Dataset entries
------

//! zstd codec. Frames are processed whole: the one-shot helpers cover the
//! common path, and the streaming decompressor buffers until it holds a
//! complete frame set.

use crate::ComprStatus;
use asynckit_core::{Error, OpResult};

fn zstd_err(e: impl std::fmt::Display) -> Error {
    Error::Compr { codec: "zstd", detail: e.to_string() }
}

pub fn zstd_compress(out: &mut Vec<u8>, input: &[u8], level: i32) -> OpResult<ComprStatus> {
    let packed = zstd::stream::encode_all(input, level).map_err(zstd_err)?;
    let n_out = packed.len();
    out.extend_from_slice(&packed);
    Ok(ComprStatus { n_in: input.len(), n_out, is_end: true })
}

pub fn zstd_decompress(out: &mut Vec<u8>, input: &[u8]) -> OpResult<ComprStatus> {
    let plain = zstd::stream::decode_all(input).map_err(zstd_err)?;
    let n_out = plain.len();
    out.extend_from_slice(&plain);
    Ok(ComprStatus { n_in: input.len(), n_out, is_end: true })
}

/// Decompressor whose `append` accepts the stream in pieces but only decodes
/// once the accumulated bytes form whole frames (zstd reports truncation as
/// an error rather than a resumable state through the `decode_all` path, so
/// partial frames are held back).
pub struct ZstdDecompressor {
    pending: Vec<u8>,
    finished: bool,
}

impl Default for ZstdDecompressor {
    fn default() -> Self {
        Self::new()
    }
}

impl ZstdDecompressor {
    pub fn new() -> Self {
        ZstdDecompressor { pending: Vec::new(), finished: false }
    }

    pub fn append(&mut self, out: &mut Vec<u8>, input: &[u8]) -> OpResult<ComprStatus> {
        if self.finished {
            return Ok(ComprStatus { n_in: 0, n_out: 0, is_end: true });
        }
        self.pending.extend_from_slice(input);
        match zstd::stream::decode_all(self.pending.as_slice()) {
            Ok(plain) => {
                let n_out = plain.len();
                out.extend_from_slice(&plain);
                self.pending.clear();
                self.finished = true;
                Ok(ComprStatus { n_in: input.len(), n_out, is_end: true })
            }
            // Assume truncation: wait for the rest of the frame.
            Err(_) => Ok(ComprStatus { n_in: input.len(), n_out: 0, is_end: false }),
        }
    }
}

------

*Exercise directions*: Exact copies of all the entries above are to be printed.

*Answer for the task*:
//! zstd codec. Frames are processed whole: the one-shot helpers cover the
//! common path, and the streaming decompressor buffers until it holds a
//! complete frame set.

use crate::ComprStatus;
use asynckit_core::{Error, OpResult};

fn zstd_err(e: impl std::fmt::Display) -> Error {
    Error::Compr { codec: "zstd", detail: e.to_string() }
}

pub fn zstd_compress(out: &mut Vec<u8>, input: &[u8], level: i32) -> OpResult<ComprStatus> {
    let packed = zstd::stream::encode_all(input, level).map_err(zstd_err)?;
    let n_out = packed.len();
    out.extend_from_slice(&packed);
    Ok(ComprStatus { n_in: input.len(), n_out, is_end: true })
}

pub fn zstd_decompress(out: &mut Vec<u8>, input: &[u8]) -> OpResult<ComprStatus> {
    let plain = zstd::stream::decode_all(input).map_err(zstd_err)?;
    let n_out = plain.len();
    out.extend_from_slice(&plain);
    Ok(ComprStatus { n_in: input.len(), n_out, is_end: true })
}

/// Decompressor whose `append` accepts the stream in pieces but only decodes
/// once the accumulated bytes form whole frames (zstd reports truncation as
/// an error rather than a resumable state through the `decode_all` path, so
/// partial frames are held back).
pub struct ZstdDecompressor {
    pending: Vec<u8>,
    finished: bool,
}

impl Default for ZstdDecompressor {
    fn default() -> Self {
        Self::new()
    }
}

impl ZstdDecompressor {
    pub fn new() -> Self {
        ZstdDecompressor { pending: Vec::new(), finished: false }
    }

    pub fn append(&mut self, out: &mut Vec<u8>, input: &[u8]) -> OpResult<ComprStatus> {
        if self.finished {
            return Ok(ComprStatus { n_in: 0, n_out: 0, is_end: true });
        }
        self.pending.extend_from_slice(input);
        match zstd::stream::decode_all(self.pending.as_slice()) {
            Ok(plain) => {
                let n_out = plain.len();
                out.extend_from_slice(&plain);
                self.pending.clear();
                self.finished = true;
                Ok(ComprStatus { n_in: input.len(), n_out, is_end: true })
            }
            // Assume truncation: wait for the rest of the frame.
            Err(_) => Ok(ComprStatus { n_in: input.len(), n_out: 0, is_end: false }),
        }
    }
}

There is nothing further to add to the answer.